Home Depot Updates Severity Of Security Attack, Says 53 Million Email Addresses Were Stolen

Home Depot disclosed this week that around 53 million email addresses were taken during a recent security breach, which is in addition to the approximately 56 million compromised customer credit and debit cards previously disclosed by the hardware chain. The updated findings are the result of weeks of investigation by Home Deport, law enforcement, and third-party IT security experts, the company said.

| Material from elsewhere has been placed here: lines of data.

//! Sweeper TTLs, orphan reaping, and the budget guard.

use chrono::{Duration, Utc};

use engram_core::models::{FactStatus, NewContentItem, NewFact, NewProvenance};
use engram_core::EngramError;
use engram_maintenance::Sweeper;
use engram_storage::Store;

fn backdate_facts(store: &Store, days: i64) {
    store
        .transaction(|conn| {
            let old = (Utc::now() - Duration::days(days)).to_rfc3339();
            conn.execute("UPDATE facts SET created_at = ?1", [old.as_str()])
                .map_err(|_| EngramError::Payload { field: "backdate" })?;
            Ok(())
        })
        .unwrap();
}

fn backdate_content(store: &Store, days: i64) {
    store
        .transaction(|conn| {
            let old = (Utc::now() - Duration::days(days)).to_rfc3339();
            conn.execute("UPDATE content_items SET ingested_at = ?1", [old.as_str()])
                .map_err(|_| EngramError::Payload { field: "backdate" })?;
            Ok(())
        })
        .unwrap();
}

#[test]
fn aged_proposed_facts_expire_but_active_facts_survive() {
    let store = Store::open_in_memory().unwrap();
    let subject = store.find_or_create_entity("repo", "engram").unwrap();

    let mut proposed = NewFact::new(subject.id, "convention");
    proposed.object_literal = Some("tabs".to_string());
    proposed.status = FactStatus::Proposed;
    let proposed_id = store.insert_fact(&proposed).unwrap();

    let mut active = NewFact::new(subject.id, "convention");
    active.object_literal = Some("spaces".to_string());
    let active_id = store.insert_fact(&active).unwrap();

    backdate_facts(&store, 20);

    let report = Sweeper::new().run(&store).unwrap();
    assert_eq!(report.proposed_expired, 1);
    assert_eq!(report.disputed_expired, 0);
    assert!(report.budget_honored);

    assert_eq!(
        store.get_fact(proposed_id).unwrap().unwrap().status,
        FactStatus::Expired
    );
    assert_eq!(
        store.get_fact(active_id).unwrap().unwrap().status,
        FactStatus::Active
    );
}

#[test]
fn young_proposed_facts_are_left_alone() {
    let store = Store::open_in_memory().unwrap();
    let subject = store.find_or_create_entity("repo", "engram").unwrap();

    let mut proposed = NewFact::new(subject.id, "convention");
    proposed.object_literal = Some("tabs".to_string());
    proposed.status = FactStatus::Proposed;
    store.insert_fact(&proposed).unwrap();

    backdate_facts(&store, 5);

    let report = Sweeper::new().run(&store).unwrap();
    assert_eq!(report.proposed_expired, 0);
}

#[test]
fn disputed_facts_expire_on_the_longer_ttl() {
    let store = Store::open_in_memory().unwrap();
    let subject = store.find_or_create_entity("repo", "engram").unwrap();

    let mut disputed = NewFact::new(subject.id, "uses_database");
    disputed.object_literal = Some("mongodb".to_string());
    disputed.status = FactStatus::Disputed;
    store.insert_fact(&disputed).unwrap();

    // Past the proposed TTL but inside the disputed TTL.
    backdate_facts(&store, 20);
    assert_eq!(Sweeper::new().run(&store).unwrap().disputed_expired, 0);

    backdate_facts(&store, 35);
    assert_eq!(Sweeper::new().run(&store).unwrap().disputed_expired, 1);
}

#[test]
fn orphaned_provenance_is_reaped() {
    let store = Store::open_in_memory().unwrap();
    let subject = store.find_or_create_entity("repo", "engram").unwrap();

    let mut fact = NewFact::new(subject.id, "convention");
    fact.object_literal = Some("x".to_string());
    let fact_id = store.insert_fact(&fact).unwrap();
    store
        .insert_provenance(&NewProvenance::stated(fact_id, None))
        .unwrap();

    // Orphan it by hard-deleting the fact out from under it (nothing in the
    // resolver does this; the validator counts it and the sweeper reaps it).
    store
        .transaction(|conn| {
            conn.execute("DELETE FROM facts WHERE id = ?1", [fact_id])
                .map_err(|_| EngramError::Payload { field: "delete" })?;
            Ok(())
        })
        .unwrap();

    let report = Sweeper::new().run(&store).unwrap();
    assert_eq!(report.provenance_pruned, 1);
}

#[test]
fn old_unreferenced_content_is_dropped_but_referenced_content_stays() {
    let store = Store::open_in_memory().unwrap();
    let subject = store.find_or_create_entity("repo", "engram").unwrap();

    let referenced = store
        .upsert_content_item(&NewContentItem {
            source: "transcript".to_string(),
            session_id: Some("s1".to_string()),
            text_hash: "aaaa".to_string(),
            byte_len: 4,
            ..Default::default()
        })
        .unwrap();
    let unreferenced = store
        .upsert_content_item(&NewContentItem {
            source: "transcript".to_string(),
            session_id: Some("s2".to_string()),
            text_hash: "bbbb".to_string(),
            byte_len: 4,
            ..Default::default()
        })
        .unwrap();

    let mut fact = NewFact::new(subject.id, "convention");
    fact.object_literal = Some("keep".to_string());
    let fact_id = store.insert_fact(&fact).unwrap();
    store
        .insert_provenance(&NewProvenance::stated(fact_id, Some(referenced)))
        .unwrap();

    backdate_content(&store, 45);

    let report = Sweeper::new().run(&store).unwrap();
    assert_eq!(report.content_pruned, 1);
    assert!(store.get_content_item(referenced).unwrap().is_some());
    assert!(store.get_content_item(unreferenced).unwrap().is_none());
}

#[test]
fn a_zero_budget_skips_every_phase() {
    let store = Store::open_in_memory().unwrap();
    let subject = store.find_or_create_entity("repo", "engram").unwrap();

    let mut proposed = NewFact::new(subject.id, "convention");
    proposed.object_literal = Some("tabs".to_string());
    proposed.status = FactStatus::Proposed;
    store.insert_fact(&proposed).unwrap();
    backdate_facts(&store, 20);

    let report = Sweeper::new().run_with_budget(&store, 0.0).unwrap();
    assert_eq!(report.proposed_expired, 0);
    assert_eq!(report.content_pruned, 0);
}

The stolen email addresses were contained in separate files that those responsible for the breach were able to swipe. However, those additional files did not contain passwords, payment card information, or other sensitive personal information, according to Home Depot. The hardware chain is currently notifying affected customers and advising them to be on the lookout for phishing scams.

Home Depot
Image Source: Flickr (Mike Mozart)

"As previously disclosed, the malware used in the attack had not been seen in any prior attacks and was designed to evade detection by antivirus software, according to Home Depot’s security partners," Home Depot said. "As the company announced on September 18, the hackers’ method of entry has been closed off and the malware has been eliminated from the company’s systems."

Those responsible for the attack used a third-party vendor's username and password combination to infiltrate the perimeter of Home Depot's network. They then acquired elevated rights, giving them easier access to certain areas of Home Depot's extended network in order to deploy the custom-built malware on the company's self-checkout systems.